use crate::ws::io::{BufferOutput, FeedInput, InputFeeder, Io};
use crate::ws::parser::{parse, ParseError};
use crate::ws::program::Program;
use crate::ws::vm::{self, Interrupt, MachineState, VmError};
use tracing::debug;

/// An interactive run of one program: the machine, input fed from the outside and buffered
/// output. Every run method resumes from wherever the machine currently is.
#[derive(Debug)]
pub struct Session {
    program: Program,
    state: MachineState,
    io: Io<FeedInput, BufferOutput>,
    feeder: InputFeeder,
    interrupt: Interrupt,
}

impl Session {
    pub fn new(program: Program) -> Session {
        let source = FeedInput::new();
        let feeder = source.feeder();
        Session {
            program,
            state: MachineState::new(),
            io: Io::new(source, BufferOutput::new()),
            feeder,
            interrupt: Interrupt::new(),
        }
    }

    pub fn from_source(source: &str) -> Result<Session, ParseError> {
        Ok(Session::new(Program::load(parse(source)?)))
    }

    pub fn program(&self) -> &Program {
        &self.program
    }

    pub fn state(&self) -> &MachineState {
        &self.state
    }

    /// A handle for supplying input, usable while a read is pending
    pub fn feeder(&self) -> InputFeeder {
        self.feeder.clone()
    }

    /// A handle for stopping a running loop from elsewhere
    pub fn interrupt(&self) -> Interrupt {
        self.interrupt.clone()
    }

    pub fn toggle_breakpoint(&mut self, index: usize) -> bool {
        self.program.toggle_breakpoint(index)
    }

    pub fn output(&self) -> String {
        self.io.output.all()
    }

    /// Output produced since the previous call
    pub fn take_output(&mut self) -> String {
        self.io.output.take_new()
    }

    /// Puts the machine back to its initial state. A pending read is cancelled and any
    /// buffered input or output is dropped; breakpoints are kept.
    pub fn restart(&mut self) {
        debug!(steps = self.state.steps_taken, "restarting session");
        self.feeder.cancel();
        self.interrupt.clear();
        self.io.input.clear();
        self.io.output.clear();
        self.state = MachineState::new();
    }

    pub async fn step(&mut self) -> Result<(), VmError> {
        vm::step(&self.program, &mut self.state, &mut self.io).await
    }

    pub async fn run(&mut self) -> Result<(), VmError> {
        vm::execute(&self.program, &mut self.state, &mut self.io, &self.interrupt).await
    }

    pub async fn run_until_pause(&mut self) -> Result<(), VmError> {
        vm::run_until_pause(&self.program, &mut self.state, &mut self.io, &self.interrupt).await
    }

    pub async fn step_over(&mut self) -> Result<(), VmError> {
        vm::step_over(&self.program, &mut self.state, &mut self.io, &self.interrupt).await
    }

    pub async fn step_out(&mut self) -> Result<(), VmError> {
        vm::step_out(&self.program, &mut self.state, &mut self.io, &self.interrupt).await
    }
}

#[cfg(test)]
mod tests {
    use super::Session;
    use crate::ws::instruction::decode_readable;
    use futures::executor::block_on;
    use futures::FutureExt;
    use num_bigint::BigInt;
    use std::error::Error;

    // push 1, readn, push 1, retrieve, outn, exit
    const ECHO_NUMBER: &str = "[Space][Space][Space][Tab][LF]\
                               [Tab][LF][Tab][Tab]\
                               [Space][Space][Space][Tab][LF]\
                               [Tab][Tab][Tab]\
                               [Tab][LF][Space][Tab]\
                               [LF][LF][LF]";

    #[test]
    fn input_fed_while_waiting() -> Result<(), Box<dyn Error>> {
        let mut session = Session::from_source(&decode_readable(ECHO_NUMBER))?;
        let feeder = session.feeder();

        // the first poll stops at the read and leaves the machine intact
        assert!(session.run().now_or_never().is_none());
        assert_eq!(session.state().pc, 1);
        assert_eq!(session.state().stack.len(), 1);

        feeder.feed("77\n");
        block_on(session.run())?;
        assert!(session.state().halted);
        assert_eq!(session.take_output(), "77");
        assert_eq!(session.state().heap.get(&1), Some(&BigInt::from(77)));

        Ok(())
    }

    #[test]
    fn restart_resets_everything_but_breakpoints() -> Result<(), Box<dyn Error>> {
        let mut session = Session::from_source(&decode_readable(ECHO_NUMBER))?;
        session.toggle_breakpoint(4);
        session.feeder().feed("5\n");
        block_on(session.run_until_pause())?;
        assert_eq!(session.state().pc, 4);
        assert!(session.state().paused);

        session.restart();
        assert_eq!(session.state().pc, 0);
        assert!(session.state().heap.is_empty());
        assert_eq!(session.output(), "");
        assert!(session.program().is_breakpoint(4));

        session.feeder().feed("6\n");
        block_on(session.run())?;
        assert_eq!(session.output(), "6");

        Ok(())
    }
}
use memmap::Mmap;
use std::fs::File;
use std::io;
use std::path::{Path, PathBuf};
use thiserror::Error;

#[derive(Debug, Error)]
pub enum SourceError {
    #[error("failed to open file {path}: {source}")]
    Open { path: PathBuf, source: io::Error },
    #[error("failed to memory map file {path}: {source}")]
    Map { path: PathBuf, source: io::Error },
    #[error("file {0} is not valid utf-8")]
    Encoding(PathBuf),
}

/// Reads a whole source file through a memory map
pub fn read_source(path: &Path) -> Result<String, SourceError> {
    let open_error = |source| SourceError::Open {
        path: path.to_path_buf(),
        source,
    };
    let file = File::open(path).map_err(open_error)?;
    // mapping an empty file fails on some platforms
    if file.metadata().map_err(open_error)?.len() == 0 {
        return Ok(String::new());
    }

    let mmap = unsafe { Mmap::map(&file) }.map_err(|source| SourceError::Map {
        path: path.to_path_buf(),
        source,
    })?;
    std::str::from_utf8(&mmap)
        .map(str::to_string)
        .map_err(|_| SourceError::Encoding(path.to_path_buf()))
}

===============

EXERCISE AIM: The full listing, retyped exactly, is the expected answer.

SOLUTION TO THIS TASK:
use crate::ws::io::{BufferOutput, FeedInput, InputFeeder, Io};
use crate::ws::parser::{parse, ParseError};
use crate::ws::program::Program;
use crate::ws::vm::{self, Interrupt, MachineState, VmError};
use tracing::debug;

/// An interactive run of one program: the machine, input fed from the outside and buffered
/// output. Every run method resumes from wherever the machine currently is.
#[derive(Debug)]
pub struct Session {
    program: Program,
    state: MachineState,
    io: Io<FeedInput, BufferOutput>,
    feeder: InputFeeder,
    interrupt: Interrupt,
}

impl Session {
    pub fn new(program: Program) -> Session {
        let source = FeedInput::new();
        let feeder = source.feeder();
        Session {
            program,
            state: MachineState::new(),
            io: Io::new(source, BufferOutput::new()),
            feeder,
            interrupt: Interrupt::new(),
        }
    }

    pub fn from_source(source: &str) -> Result<Session, ParseError> {
        Ok(Session::new(Program::load(parse(source)?)))
    }

    pub fn program(&self) -> &Program {
        &self.program
    }

    pub fn state(&self) -> &MachineState {
        &self.state
    }

    /// A handle for supplying input, usable while a read is pending
    pub fn feeder(&self) -> InputFeeder {
        self.feeder.clone()
    }

    /// A handle for stopping a running loop from elsewhere
    pub fn interrupt(&self) -> Interrupt {
        self.interrupt.clone()
    }

    pub fn toggle_breakpoint(&mut self, index: usize) -> bool {
        self.program.toggle_breakpoint(index)
    }

    pub fn output(&self) -> String {
        self.io.output.all()
    }

    /// Output produced since the previous call
    pub fn take_output(&mut self) -> String {
        self.io.output.take_new()
    }

    /// Puts the machine back to its initial state. A pending read is cancelled and any
    /// buffered input or output is dropped; breakpoints are kept.
    pub fn restart(&mut self) {
        debug!(steps = self.state.steps_taken, "restarting session");
        self.feeder.cancel();
        self.interrupt.clear();
        self.io.input.clear();
        self.io.output.clear();
        self.state = MachineState::new();
    }

    pub async fn step(&mut self) -> Result<(), VmError> {
        vm::step(&self.program, &mut self.state, &mut self.io).await
    }

    pub async fn run(&mut self) -> Result<(), VmError> {
        vm::execute(&self.program, &mut self.state, &mut self.io, &self.interrupt).await
    }

    pub async fn run_until_pause(&mut self) -> Result<(), VmError> {
        vm::run_until_pause(&self.program, &mut self.state, &mut self.io, &self.interrupt).await
    }

    pub async fn step_over(&mut self) -> Result<(), VmError> {
        vm::step_over(&self.program, &mut self.state, &mut self.io, &self.interrupt).await
    }

    pub async fn step_out(&mut self) -> Result<(), VmError> {
        vm::step_out(&self.program, &mut self.state, &mut self.io, &self.interrupt).await
    }
}

#[cfg(test)]
mod tests {
    use super::Session;
    use crate::ws::instruction::decode_readable;
    use futures::executor::block_on;
    use futures::FutureExt;
    use num_bigint::BigInt;
    use std::error::Error;

    // push 1, readn, push 1, retrieve, outn, exit
    const ECHO_NUMBER: &str = "[Space][Space][Space][Tab][LF]\
                               [Tab][LF][Tab][Tab]\
                               [Space][Space][Space][Tab][LF]\
                               [Tab][Tab][Tab]\
                               [Tab][LF][Space][Tab]\
                               [LF][LF][LF]";

    #[test]
    fn input_fed_while_waiting() -> Result<(), Box<dyn Error>> {
        let mut session = Session::from_source(&decode_readable(ECHO_NUMBER))?;
        let feeder = session.feeder();

        // the first poll stops at the read and leaves the machine intact
        assert!(session.run().now_or_never().is_none());
        assert_eq!(session.state().pc, 1);
        assert_eq!(session.state().stack.len(), 1);

        feeder.feed("77\n");
        block_on(session.run())?;
        assert!(session.state().halted);
        assert_eq!(session.take_output(), "77");
        assert_eq!(session.state().heap.get(&1), Some(&BigInt::from(77)));

        Ok(())
    }

    #[test]
    fn restart_resets_everything_but_breakpoints() -> Result<(), Box<dyn Error>> {
        let mut session = Session::from_source(&decode_readable(ECHO_NUMBER))?;
        session.toggle_breakpoint(4);
        session.feeder().feed("5\n");
        block_on(session.run_until_pause())?;
        assert_eq!(session.state().pc, 4);
        assert!(session.state().paused);

        session.restart();
        assert_eq!(session.state().pc, 0);
        assert!(session.state().heap.is_empty());
        assert_eq!(session.output(), "");
        assert!(session.program().is_breakpoint(4));

        session.feeder().feed("6\n");
        block_on(session.run())?;
        assert_eq!(session.output(), "6");

        Ok(())
    }
}
use memmap::Mmap;
use std::fs::File;
use std::io;
use std::path::{Path, PathBuf};
use thiserror::Error;

#[derive(Debug, Error)]
pub enum SourceError {
    #[error("failed to open file {path}: {source}")]
    Open { path: PathBuf, source: io::Error },
    #[error("failed to memory map file {path}: {source}")]
    Map { path: PathBuf, source: io::Error },
    #[error("file {0} is not valid utf-8")]
    Encoding(PathBuf),
}

/// Reads a whole source file through a memory map
pub fn read_source(path: &Path) -> Result<String, SourceError> {
    let open_error = |source| SourceError::Open {
        path: path.to_path_buf(),
        source,
    };
    let file = File::open(path).map_err(open_error)?;
    // mapping an empty file fails on some platforms
    if file.metadata().map_err(open_error)?.len() == 0 {
        return Ok(String::new());
    }

    let mmap = unsafe { Mmap::map(&file) }.map_err(|source| SourceError::Map {
        path: path.to_path_buf(),
        source,
    })?;
    std::str::from_utf8(&mmap)
        .map(str::to_string)
        .map_err(|_| SourceError::Encoding(path.to_path_buf()))
}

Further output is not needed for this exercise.